- TASK STATEMENT
All entries below are to be set down again, identical to the source.

>>>>

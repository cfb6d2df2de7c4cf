//! On-disk index checkpoints
//!
//! A checkpoint is a directory holding `manifest.json` and `entries.json`. The manifest
//! is written last, so a directory without one is treated as having no checkpoint.
//! Loading checks the recorded embedding model and dimension against the running
//! embedder before anything reaches the index.
//!
//! Saves and clears are serialised, and a save snapshots the index only after it holds
//! the lock, so the files on disk always reflect the latest completed operation.

use std::path::{Path, PathBuf};
use std::sync::Arc;

use chrono::{DateTime, Utc};
use serde::{Deserialize, Serialize};
use tokio::sync::Mutex;
use tracing::{debug, info};

use crate::domain::{DomainError, IndexEntry, SimilarityMetric, VectorIndex};

pub const FORMAT_VERSION: u32 = 1;

const MANIFEST_FILE: &str = "manifest.json";
const ENTRIES_FILE: &str = "entries.json";

/// Identity of a checkpointed index
#[derive(Debug, Clone, PartialEq, Serialize, Deserialize)]
pub struct CheckpointManifest {
    pub format_version: u32,
    pub embedding_model: String,
    pub dimensions: Option<usize>,
    pub metric: SimilarityMetric,
    pub entry_count: usize,
    pub created_at: DateTime<Utc>,
}

/// Saves and restores a `VectorIndex` under one directory
#[derive(Debug, Clone)]
pub struct IndexCheckpoint {
    dir: PathBuf,
    write_lock: Arc<Mutex<()>>,
}

impl IndexCheckpoint {
    pub fn new(dir: impl Into<PathBuf>) -> Self {
        Self {
            dir: dir.into(),
            write_lock: Arc::new(Mutex::new(())),
        }
    }

    pub fn dir(&self) -> &Path {
        &self.dir
    }

    fn manifest_path(&self) -> PathBuf {
        self.dir.join(MANIFEST_FILE)
    }

    fn entries_path(&self) -> PathBuf {
        self.dir.join(ENTRIES_FILE)
    }

    /// Write the full contents of `index`
    pub async fn save(
        &self,
        index: &dyn VectorIndex,
        embedding_model: &str,
    ) -> Result<CheckpointManifest, DomainError> {
        let _guard = self.write_lock.lock().await;

        let entries = index.entries().await;
        let manifest = CheckpointManifest {
            format_version: FORMAT_VERSION,
            embedding_model: embedding_model.to_string(),
            dimensions: index.dimension().await,
            metric: index.metric(),
            entry_count: entries.len(),
            created_at: Utc::now(),
        };

        tokio::fs::create_dir_all(&self.dir).await?;

        // Drop the old manifest first so a crash mid-write never pairs it with new entries
        self.remove_if_exists(&self.manifest_path()).await?;
        write_json(&self.entries_path(), &entries).await?;
        write_json(&self.manifest_path(), &manifest).await?;

        debug!(dir = %self.dir.display(), entries = manifest.entry_count, "Checkpoint saved");
        Ok(manifest)
    }

    /// Read the manifest, if a checkpoint exists
    pub async fn manifest(&self) -> Result<Option<CheckpointManifest>, DomainError> {
        let path = self.manifest_path();
        if !tokio::fs::try_exists(&path).await? {
            return Ok(None);
        }

        read_json(&path).await.map(Some)
    }

    /// Restore a checkpoint into `index`, replacing its contents.
    ///
    /// Returns the number of entries loaded, or `None` when there is no checkpoint.
    pub async fn load(
        &self,
        index: &dyn VectorIndex,
        embedding_model: &str,
        dimensions: Option<usize>,
    ) -> Result<Option<usize>, DomainError> {
        let Some(manifest) = self.manifest().await? else {
            return Ok(None);
        };

        verify(&manifest, embedding_model, dimensions, index.metric())?;

        let entries: Vec<IndexEntry> = read_json(&self.entries_path()).await?;
        if entries.len() != manifest.entry_count {
            return Err(DomainError::storage(format!(
                "checkpoint lists {} entries but {} were found",
                manifest.entry_count,
                entries.len()
            )));
        }

        index.clear().await;
        let loaded = index.insert_batch(entries).await?;

        info!(
            dir = %self.dir.display(),
            entries = loaded,
            model = %manifest.embedding_model,
            "Checkpoint loaded"
        );
        Ok(Some(loaded))
    }

    /// Delete the checkpoint files
    pub async fn clear(&self) -> Result<(), DomainError> {
        let _guard = self.write_lock.lock().await;

        self.remove_if_exists(&self.manifest_path()).await?;
        self.remove_if_exists(&self.entries_path()).await?;
        Ok(())
    }

    async fn remove_if_exists(&self, path: &Path) -> Result<(), DomainError> {
        match tokio::fs::remove_file(path).await {
            Ok(()) => Ok(()),
            Err(e) if e.kind() == std::io::ErrorKind::NotFound => Ok(()),
            Err(e) => Err(e.into()),
        }
    }
}

fn verify(
    manifest: &CheckpointManifest,
    embedding_model: &str,
    dimensions: Option<usize>,
    metric: SimilarityMetric,
) -> Result<(), DomainError> {
    if manifest.format_version != FORMAT_VERSION {
        return Err(DomainError::storage(format!(
            "unsupported checkpoint format version {}",
            manifest.format_version
        )));
    }

    if manifest.embedding_model != embedding_model {
        return Err(DomainError::model_mismatch(
            &manifest.embedding_model,
            embedding_model,
        ));
    }

    if let (Some(stored), Some(configured)) = (manifest.dimensions, dimensions) {
        if stored != configured {
            return Err(DomainError::dimension_mismatch(configured, stored));
        }
    }

    if manifest.metric != metric {
        return Err(DomainError::configuration(format!(
            "checkpoint uses {} similarity, index is configured for {}",
            manifest.metric.as_str(),
            metric.as_str()
        )));
    }

    Ok(())
}

async fn write_json<T: Serialize>(path: &Path, value: &T) -> Result<(), DomainError> {
    let data = serde_json::to_vec(value)
        .map_err(|e| DomainError::storage(format!("failed to encode {}: {}", path.display(), e)))?;

    let tmp = path.with_extension("json.tmp");
    tokio::fs::write(&tmp, data).await?;
    tokio::fs::rename(&tmp, path).await?;
    Ok(())
}

async fn read_json<T: for<'de> Deserialize<'de>>(path: &Path) -> Result<T, DomainError> {
    let data = tokio::fs::read(path).await?;
    serde_json::from_slice(&data)
        .map_err(|e| DomainError::storage(format!("failed to decode {}: {}", path.display(), e)))
}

<<<<

- SOLUTION TO THIS PROBLEM
repository cfb6d2df2de7c4cf
//! On-disk index checkpoints
//!
//! A checkpoint is a directory holding `manifest.json` and `entries.json`. The manifest
//! is written last, so a directory without one is treated as having no checkpoint.
//! Loading checks the recorded embedding model and dimension against the running
//! embedder before anything reaches the index.
//!
//! Saves and clears are serialised, and a save snapshots the index only after it holds
//! the lock, so the files on disk always reflect the latest completed operation.

use std::path::{Path, PathBuf};
use std::sync::Arc;

use chrono::{DateTime, Utc};
use serde::{Deserialize, Serialize};
use tokio::sync::Mutex;
use tracing::{debug, info};

use crate::domain::{DomainError, IndexEntry, SimilarityMetric, VectorIndex};

pub const FORMAT_VERSION: u32 = 1;

const MANIFEST_FILE: &str = "manifest.json";
const ENTRIES_FILE: &str = "entries.json";

/// Identity of a checkpointed index
#[derive(Debug, Clone, PartialEq, Serialize, Deserialize)]
pub struct CheckpointManifest {
    pub format_version: u32,
    pub embedding_model: String,
    pub dimensions: Option<usize>,
    pub metric: SimilarityMetric,
    pub entry_count: usize,
    pub created_at: DateTime<Utc>,
}

/// Saves and restores a `VectorIndex` under one directory
#[derive(Debug, Clone)]
pub struct IndexCheckpoint {
    dir: PathBuf,
    write_lock: Arc<Mutex<()>>,
}

impl IndexCheckpoint {
    pub fn new(dir: impl Into<PathBuf>) -> Self {
        Self {
            dir: dir.into(),
            write_lock: Arc::new(Mutex::new(())),
        }
    }

    pub fn dir(&self) -> &Path {
        &self.dir
    }

    fn manifest_path(&self) -> PathBuf {
        self.dir.join(MANIFEST_FILE)
    }

    fn entries_path(&self) -> PathBuf {
        self.dir.join(ENTRIES_FILE)
    }

    /// Write the full contents of `index`
    pub async fn save(
        &self,
        index: &dyn VectorIndex,
        embedding_model: &str,
    ) -> Result<CheckpointManifest, DomainError> {
        let _guard = self.write_lock.lock().await;

        let entries = index.entries().await;
        let manifest = CheckpointManifest {
            format_version: FORMAT_VERSION,
            embedding_model: embedding_model.to_string(),
            dimensions: index.dimension().await,
            metric: index.metric(),
            entry_count: entries.len(),
            created_at: Utc::now(),
        };

        tokio::fs::create_dir_all(&self.dir).await?;

        // Drop the old manifest first so a crash mid-write never pairs it with new entries
        self.remove_if_exists(&self.manifest_path()).await?;
        write_json(&self.entries_path(), &entries).await?;
        write_json(&self.manifest_path(), &manifest).await?;

        debug!(dir = %self.dir.display(), entries = manifest.entry_count, "Checkpoint saved");
        Ok(manifest)
    }

    /// Read the manifest, if a checkpoint exists
    pub async fn manifest(&self) -> Result<Option<CheckpointManifest>, DomainError> {
        let path = self.manifest_path();
        if !tokio::fs::try_exists(&path).await? {
            return Ok(None);
        }

        read_json(&path).await.map(Some)
    }

    /// Restore a checkpoint into `index`, replacing its contents.
    ///
    /// Returns the number of entries loaded, or `None` when there is no checkpoint.
    pub async fn load(
        &self,
        index: &dyn VectorIndex,
        embedding_model: &str,
        dimensions: Option<usize>,
    ) -> Result<Option<usize>, DomainError> {
        let Some(manifest) = self.manifest().await? else {
            return Ok(None);
        };

        verify(&manifest, embedding_model, dimensions, index.metric())?;

        let entries: Vec<IndexEntry> = read_json(&self.entries_path()).await?;
        if entries.len() != manifest.entry_count {
            return Err(DomainError::storage(format!(
                "checkpoint lists {} entries but {} were found",
                manifest.entry_count,
                entries.len()
            )));
        }

        index.clear().await;
        let loaded = index.insert_batch(entries).await?;

        info!(
            dir = %self.dir.display(),
            entries = loaded,
            model = %manifest.embedding_model,
            "Checkpoint loaded"
        );
        Ok(Some(loaded))
    }

    /// Delete the checkpoint files
    pub async fn clear(&self) -> Result<(), DomainError> {
        let _guard = self.write_lock.lock().await;

        self.remove_if_exists(&self.manifest_path()).await?;
        self.remove_if_exists(&self.entries_path()).await?;
        Ok(())
    }

    async fn remove_if_exists(&self, path: &Path) -> Result<(), DomainError> {
        match tokio::fs::remove_file(path).await {
            Ok(()) => Ok(()),
            Err(e) if e.kind() == std::io::ErrorKind::NotFound => Ok(()),
            Err(e) => Err(e.into()),
        }
    }
}

fn verify(
    manifest: &CheckpointManifest,
    embedding_model: &str,
    dimensions: Option<usize>,
    metric: SimilarityMetric,
) -> Result<(), DomainError> {
    if manifest.format_version != FORMAT_VERSION {
        return Err(DomainError::storage(format!(
            "unsupported checkpoint format version {}",
            manifest.format_version
        )));
    }

    if manifest.embedding_model != embedding_model {
        return Err(DomainError::model_mismatch(
            &manifest.embedding_model,
            embedding_model,
        ));
    }

    if let (Some(stored), Some(configured)) = (manifest.dimensions, dimensions) {
        if stored != configured {
            return Err(DomainError::dimension_mismatch(configured, stored));
        }
    }

    if manifest.metric != metric {
        return Err(DomainError::configuration(format!(
            "checkpoint uses {} similarity, index is configured for {}",
            manifest.metric.as_str(),
            metric.as_str()
        )));
    }

    Ok(())
}

async fn write_json<T: Serialize>(path: &Path, value: &T) -> Result<(), DomainError> {
    let data = serde_json::to_vec(value)
        .map_err(|e| DomainError::storage(format!("failed to encode {}: {}", path.display(), e)))?;

    let tmp = path.with_extension("json.tmp");
    tokio::fs::write(&tmp, data).await?;
    tokio::fs::rename(&tmp, path).await?;
    Ok(())
}

async fn read_json<T: for<'de> Deserialize<'de>>(path: &Path) -> Result<T, DomainError> {
    let data = tokio::fs::read(path).await?;
    serde_json::from_slice(&data)
        .map_err(|e| DomainError::storage(format!("failed to decode {}: {}", path.display(), e)))
}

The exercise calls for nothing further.